Mais il y a tant de joie à revoir les lieux qu’on aime, tant d’émotion douce à saluer ces témoins des anciens jours et à leur dire :

— C’est moi, m’avez-vous oubliée ?

Chaque année, ils nous voient reparaître avec un bagage nouveau d’inconstances et d’infidélités, le front plus pâle, les lèvres moins souriantes, tandis qu’eux toujours immuables, disent à leur tour :

— Ce n’est pas nous qui avons changé… Pourquoi nous avoir quittés ?

D’ordinaire, ces matins étaient si tranquilles et si calmes, à peine troublés par le cri des moissonneurs, qui montait affaibli jusqu’à moi. Dans le lointain, s’ébranlaient de lourdes charrettes, chargées de foin, disparaissant derrière les nombreux monticules pour rentrer je ne sais où, et tout au bas de l’avenue, bourdonnaient des mouches besogneuses et des grillons sous l’herbe.

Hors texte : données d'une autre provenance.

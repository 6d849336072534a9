//! Base Model tests (§4.B): the immutable snapshot loaded from one
//! `walk()`, plus the pushed/unpushed classification against a tracking
//! branch.

use crate::base_model::{BaseColumn, BaseModel};
use crate::repo::Repository;
use git_executor::git_command_executor::GitCommandExecutor;
use pretty_assertions::assert_eq;
use std::path::Path;
use std::process::Command;
use test_log::test;
use test_utils::fixtures::linear_history;

fn repo_for(path: &Path) -> Repository {
  Repository::new(GitCommandExecutor::new(), path.to_string_lossy().to_string())
}

#[test]
fn loads_linear_history_newest_first() {
  let history = linear_history(3);
  let repo = repo_for(history.repo.path());
  let base = BaseModel::load(&repo, "master").unwrap();

  assert_eq!(base.row_count(), 3);
  assert_eq!(base.data_text(0, BaseColumn::Message).unwrap().trim(), "commit 2");
  assert_eq!(base.data_text(2, BaseColumn::Message).unwrap().trim(), "commit 0");
  assert_eq!(base.arena().get(base.row(0).unwrap()).hexsha, history.hexshas[2]);
  assert_eq!(base.arena().get(base.row(2).unwrap()).hexsha, history.hexshas[0]);
}

#[test]
fn row_of_inverts_row() {
  let history = linear_history(3);
  let repo = repo_for(history.repo.path());
  let base = BaseModel::load(&repo, "master").unwrap();
  for row in 0..base.row_count() {
    let id = base.row(row).unwrap();
    assert_eq!(base.row_of(id), Some(row));
  }
}

#[test]
fn data_time_reports_author_and_committer_dates() {
  let history = linear_history(1);
  let repo = repo_for(history.repo.path());
  let base = BaseModel::load(&repo, "master").unwrap();
  let authored = base.data_time(0, BaseColumn::AuthoredDate).unwrap();
  let committed = base.data_time(0, BaseColumn::CommittedDate).unwrap();
  assert!(authored.epoch > 0);
  assert!(committed.epoch > 0);
  assert!(authored.tz.starts_with('+') || authored.tz.starts_with('-'));
}

#[test]
fn unpushed_classification_without_a_tracking_branch_is_everything() {
  let history = linear_history(3);
  let repo = repo_for(history.repo.path());
  let base = BaseModel::load(&repo, "master").unwrap();
  for row in 0..3 {
    assert!(base.is_unpushed(base.row(row).unwrap()));
  }
}

#[test]
fn unpushed_classification_stops_at_the_tracking_tip() {
  let history = linear_history(3);
  let path = history.repo.path();
  // commit 1 (hexshas[1]) becomes the tracking branch's tip: only commit 2
  // (row 0), the one commit past it, should be unpushed.
  Command::new("git").args(["update-ref", "refs/remotes/origin/master", &history.hexshas[1]]).current_dir(path).output().unwrap();
  Command::new("git").args(["config", "branch.master.remote", "origin"]).current_dir(path).output().unwrap();
  Command::new("git").args(["config", "branch.master.merge", "refs/heads/master"]).current_dir(path).output().unwrap();

  let repo = repo_for(path);
  let base = BaseModel::load(&repo, "master").unwrap();
  assert!(base.is_unpushed(base.row(0).unwrap()));
  assert!(!base.is_unpushed(base.row(1).unwrap()));
  assert!(!base.is_unpushed(base.row(2).unwrap()));
}

#[test]
fn fake_model_has_no_rows_and_reports_its_name() {
  let base = BaseModel::fake("scratch");
  assert!(base.is_fake());
  assert_eq!(base.row_count(), 0);
  assert_eq!(base.branch_name(), "scratch");
}
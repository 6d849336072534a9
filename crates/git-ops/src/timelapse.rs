//! Timelapse Redistributor (§4.D): scatters a batch of commits' dates
//! uniformly across an admissible set of date ranges x weekdays x
//! time-of-day windows, preserving their relative (row) order.

use crate::model::{Column, EditValue, EditableModel};
use chrono::{Datelike, NaiveDate, NaiveDateTime, NaiveTime, Weekday};
use rand::Rng;
use std::collections::HashSet;

/// A half-open `[start, end)` span of calendar dates.
#[derive(Debug, Clone, Copy, PartialEq, Eq)]
pub struct DateRange {
  pub start: NaiveDate,
  pub end: NaiveDate,
}

/// A half-open `[start, end)` span of time-of-day, interpreted within a
/// single calendar day (does not wrap past midnight).
#[derive(Debug, Clone, Copy, PartialEq, Eq)]
pub struct TimeWindow {
  pub start: NaiveTime,
  pub end: NaiveTime,
}

/// The set of instants a redistributed commit is allowed to land on: every
/// day in `dates` whose weekday is in `weekdays` (or every weekday, if
/// `weekdays` is `None`), crossed with every window in `times`. Dates and
/// times are interpreted as UTC; timestamps are always written with a
/// `+0000` offset (DESIGN.md records this as a resolved ambiguity - the spec
/// is silent on timezone handling for redistributed dates).
pub struct Timelapse {
  /// Sorted, non-overlapping `(start_epoch, end_epoch)` cells.
  cells: Vec<(i64, i64)>,
}

impl Timelapse {
  pub fn build(dates: &[DateRange], times: &[TimeWindow], weekdays: Option<&HashSet<Weekday>>) -> Self {
    let mut cells = Vec::new();
    for range in dates {
      let mut day = range.start;
      while day < range.end {
        let allowed = weekdays.map(|set| set.contains(&day.weekday())).unwrap_or(true);
        if allowed {
          for window in times {
            let day_start = NaiveDateTime::new(day, window.start);
            let day_end = NaiveDateTime::new(day, window.end);
            if day_end > day_start {
              cells.push((day_start.and_utc().timestamp(), day_end.and_utc().timestamp()));
            }
          }
        }
        day = match day.succ_opt() {
          Some(next) => next,
          None => break,
        };
      }
    }
    cells.sort_unstable_by_key(|&(start, _)| start);
    Self { cells }
  }

  pub fn total_seconds(&self) -> i64 {
    self.cells.iter().map(|&(start, end)| end - start).sum()
  }

  pub fn is_empty(&self) -> bool {
    self.total_seconds() <= 0
  }

  /// Maps an offset in `[0, total_seconds())` to the corresponding instant,
  /// walking the sorted cells and subtracting each one's width in turn.
  pub fn datetime_from_seconds(&self, mut offset: i64) -> Option<i64> {
    if offset < 0 {
      return None;
    }
    for &(start, end) in &self.cells {
      let width = end - start;
      if offset < width {
        return Some(start + offset);
      }
      offset -= width;
    }
    None
  }
}

/// Draws one uniform offset per row, sorts the draws ascending, and assigns
/// the k-th smallest draw to the k-th row (in display order), setting both
/// `authored_date` and `committed_date` to the same `+0000` instant. Recorded
/// as a single history event, so one `undo()` reverts the whole batch.
pub fn reorder_commits(model: &mut EditableModel, timelapse: &Timelapse, rng: &mut impl Rng) -> Vec<i64> {
  let total = timelapse.total_seconds().max(1);
  let n = model.row_count();
  let mut offsets: Vec<i64> = (0..n).map(|_| rng.gen_range(0..total)).collect();
  offsets.sort_unstable();

  model.start_history_event();
  let mut assigned = Vec::with_capacity(n);
  for (row, offset) in offsets.into_iter().enumerate() {
    let epoch = timelapse.datetime_from_seconds(offset).unwrap_or(0);
    assigned.push(epoch);
    let tz = "+0000".to_string();
    let _ = model.set_data(row, Column::AuthoredDate, EditValue::Time(epoch, tz.clone()));
    let _ = model.set_data(row, Column::CommittedDate, EditValue::Time(epoch, tz));
  }
  assigned
}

Puis, comme chacun ne voulait rien perdre de ce spectacle, on courait s’installer sur la véranda, où les héliotropes et les résédas nous enivraient de leurs parfums.

Voyez-vous cela d’ici ?

Une longue et spacieuse maison, dont la toiture prolongée s’appuie sur une rangée de piliers ; un tertre de gazon, planté de saules énormes ; un jeu de croquet, bordé de géraniums éclatants ; plus loin, des plates-bandes où croissent des fleurs à profusion, groupées avec un art exquis.

Puis, brusquement, une pente rapide se fait, et tout au bas de la prairie coulent, au pied d’une falaise escarpée, des eaux emportées par un courant très fort.

Je crois vous avoir déjà parlé de toutes ces choses. N’importe ! Je voudrais vous forcer, en les admirant encore, à vous y attacher comme moi.